Competitive binding of 0.17 nM [125I]NKA with unlabeled NKA (4–10) was assessed and the IC50 calculated as shown in Figure 2. Final concentrations in the well were 0.002–10 000 nM. Over two experiments, the mean NKA (4–10) IC50 value was determined to be 18.9 nM (95% confidence interval range 13.7–26.1 nM) and mean Ki value was 13.3 nM (95% confidence intervals 9.6–18.3 nM).
In addition, a time course was performed using standard reagent concentrations detailed in the protocol with an increased incubation time of 18 h. The assay appeared to be stable for the full 18 h as shown in Figure 3.
Finally, a Z’ analysis was performed using 42 replicate values for "total" and NSB wells (6).

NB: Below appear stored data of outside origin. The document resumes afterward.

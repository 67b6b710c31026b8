use super::WeekId;

#[derive(Debug, Clone, Copy, PartialEq, Eq)]
pub struct Renumber {
    pub week_id: WeekId,
    pub week_num: i32,
}

pub fn next_week_num(existing: usize) -> i32 {
    i32::try_from(existing).map_or(i32::MAX, |count| count.saturating_add(1))
}

// The result is ordered by ascending target number so the updates can be
// applied one by one without breaking a `(semester_id, week_num)` unique index.
pub fn renumber_after_removal(removed: i32, remaining: &[(WeekId, i32)]) -> Vec<Renumber> {
    let mut later: Vec<(WeekId, i32)> = remaining
        .iter()
        .copied()
        .filter(|&(_, num)| num > removed)
        .collect();
    later.sort_by_key(|&(_, num)| num);

    later
        .into_iter()
        .map(|(week_id, num)| Renumber {
            week_id,
            week_num: num - 1,
        })
        .collect()
}

#[cfg(test)]
mod tests {
    use super::*;

    fn weeks(nums: &[i32]) -> Vec<(WeekId, i32)> {
        nums.iter()
            .map(|&num| (WeekId::new(num * 10), num))
            .collect()
    }

    #[test]
    fn later_weeks_shift_down() {
        let remaining = weeks(&[5, 1, 2, 4]);

        let updates = renumber_after_removal(3, &remaining);

        assert_eq!(
            updates,
            vec![
                Renumber {
                    week_id: WeekId::new(40),
                    week_num: 3
                },
                Renumber {
                    week_id: WeekId::new(50),
                    week_num: 4
                },
            ]
        );
    }

    #[test]
    fn result_is_contiguous() {
        let mut remaining = weeks(&[1, 2, 4, 5, 6]);
        for update in renumber_after_removal(3, &remaining) {
            if let Some(entry) = remaining.iter_mut().find(|(id, _)| *id == update.week_id) {
                entry.1 = update.week_num;
            }
        }

        let mut nums: Vec<i32> = remaining.iter().map(|&(_, num)| num).collect();
        nums.sort_unstable();
        assert_eq!(nums, vec![1, 2, 3, 4, 5]);
    }

    #[test]
    fn removing_last_week_changes_nothing() {
        assert!(renumber_after_removal(3, &weeks(&[1, 2])).is_empty());
    }

    #[test]
    fn appended_week_follows_existing() {
        assert_eq!(next_week_num(0), 1);
        assert_eq!(next_week_num(4), 5);
    }
}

The Z’ value indicated by Figure 4 is 0.62, which was well within the acceptable Z’ value range (0.5–1.0) and confirmed the robustness of the assay.
1. Patacchini, R. et al. Trends in Pharmacological Sciences 25, 1–3 (2004).
2. Longmore, J. et al. Canadian Journal Physiology and Pharmacology 75, 612–621 (1997).
3. Regoli, D. et al. Pharmacological Review 46, 551–599 (1994).
4. Lecci, A. et al. British Journal Pharmacology 141, 1249–1263 (2004).
5. Giuliani, S. et al. European Journal Pharmacology 203, 365–370 (1991).
6. Zhang, J. et al. Journal Biomolecular Screening 4 (2), 67–73 (1999).